Cox's sister, Christine, does not believe his murder is connected to the military or UPS, though she does believe that his murder suggests a professional, planned out hit. It was later discovered that David had a gambling habit and was in debt at the time of his murder. Investigators, however, believed the debt was too small for murder, being described as only a few thousand dollars, and Cox had enough money in his bank account to pay it off were he in danger.

=== Developments ===
In the more than twenty-five years since Cox was murdered, few developments have been reported.
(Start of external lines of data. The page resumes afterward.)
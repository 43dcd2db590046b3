//! Environment helpers: centralized dotenv loading and ergonomic getters.
//! Call `init_env()` once early in each binary (or rely on lazy Once).
use std::str::FromStr;
use std::sync::Once;
use std::time::Duration;
use tracing::info;

static INIT: Once = Once::new();

/// Load .env exactly once. Safe to call many times.
pub fn init_env() {
    INIT.call_once(|| {
        if dotenv::dotenv().is_err() {
            // Fallback to the crate root so `cargo run` from a subdirectory still
            // picks up the developer's .env.
            let candidate = format!("{}/.env", env!("CARGO_MANIFEST_DIR"));
            let _ = dotenv::from_filename(candidate);
        }
    });
}

/// Get optional env var (None if unset or empty).
pub fn env_opt(key: &str) -> Option<String> {
    init_env();
    match std::env::var(key) {
        Ok(v) if !v.trim().is_empty() => Some(v),
        _ => None,
    }
}

/// Parse an env var, falling back to `default` when unset.
pub fn env_parse<T>(key: &str, default: T) -> anyhow::Result<T>
where
    T: FromStr,
    T::Err: std::fmt::Display,
{
    match env_opt(key) {
        Some(raw) => raw
            .trim()
            .parse()
            .map_err(|e| anyhow::anyhow!("invalid value for {key}: {e}")),
        None => Ok(default),
    }
}

/// Boolean flag: 1/true/yes/on (case-insensitive) is true.
pub fn env_flag(key: &str, default: bool) -> bool {
    match env_opt(key) {
        Some(raw) => matches!(
            raw.trim().to_ascii_lowercase().as_str(),
            "1" | "true" | "yes" | "on"
        ),
        None => default,
    }
}

/// Whole seconds as a Duration.
pub fn env_secs(key: &str, default_secs: u64) -> anyhow::Result<Duration> {
    env_parse(key, default_secs).map(Duration::from_secs)
}

/// Log a consolidated, redacted snapshot of configuration.
pub fn log_snapshot(title: &str, keys: &[&str]) {
    let snapshot: Vec<(String, String)> = keys
        .iter()
        .map(|&k| {
            let v = env_opt(k).unwrap_or_default();
            (k.to_string(), redact_value(k, &v))
        })
        .collect();
    info!(target: "preflight", title, snapshot = ?snapshot, "configuration snapshot");
}

pub fn redact_value(key: &str, val: &str) -> String {
    let k = key.to_ascii_uppercase();
    if k.contains("PASSWORD") || k.contains("SECRET") || k.contains("TOKEN") || k.contains("KEY")
    {
        return if val.is_empty() { String::new() } else { "***".to_string() };
    }

    let val_trim = val.trim();

    // URLs may embed credentials (user:pass@host) or keys in the query string.
    if let Ok(mut u) = url::Url::parse(val_trim) {
        if u.has_host() {
            if !u.username().is_empty() {
                let _ = u.set_username("***");
            }
            if u.password().is_some() {
                let _ = u.set_password(Some("***"));
            }
            if u.query().is_some() {
                u.set_query(Some("***"));
            }
            return u.to_string();
        }
    }

    val_trim.to_string()
}
// Local data store backends the sync job writes into

pub mod pocketbase;
pub mod sqlite;

use async_trait::async_trait;
use std::collections::HashMap;

use crate::sync::error::SyncError;
use crate::sync::item::CatalogItem;

pub use pocketbase::{PocketBaseAuth, PocketBaseConfig, PocketBaseStore};
pub use sqlite::SqliteStore;

/// What a store knows about an existing catalog record.
#[derive(Debug, Clone, PartialEq, Eq)]
pub struct StoredItem {
    pub id: String,
    pub sku: String,
    /// Absent for records written by something other than the sync job.
    pub content_hash: Option<String>,
    pub active: bool,
}

/// Existing records keyed by SKU.
pub type StoreIndex = HashMap<String, StoredItem>;

#[async_trait]
pub trait CatalogStore: Send + Sync {
    /// Human-readable target, for logs.
    fn describe(&self) -> String;

    async fn load_index(&self) -> Result<StoreIndex, SyncError>;

    /// Create a record for `item`. Must be safe to repeat for the same SKU.
    async fn create(&self, item: &CatalogItem, content_hash: &str) -> Result<(), SyncError>;

    async fn update(
        &self,
        existing: &StoredItem,
        item: &CatalogItem,
        content_hash: &str,
    ) -> Result<(), SyncError>;

    async fn deactivate(&self, existing: &StoredItem) -> Result<(), SyncError>;
}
There are no suspects or known motives, and investigators described the case as growing cold almost immediately. In February 2019, two police officers and former Marines, Sergeant John Fanning and Trooper Yuriy Bukhenik of the Massachusetts State Police announced their intention to re-investigate Cox's murder. The two officers believe that new forensic techniques might be able to assist them in discovering new clues that could lead to the killer.

== In media ==
The killing of David Cox was featured in episode 15 of season 8 of Unsolved Mysteries.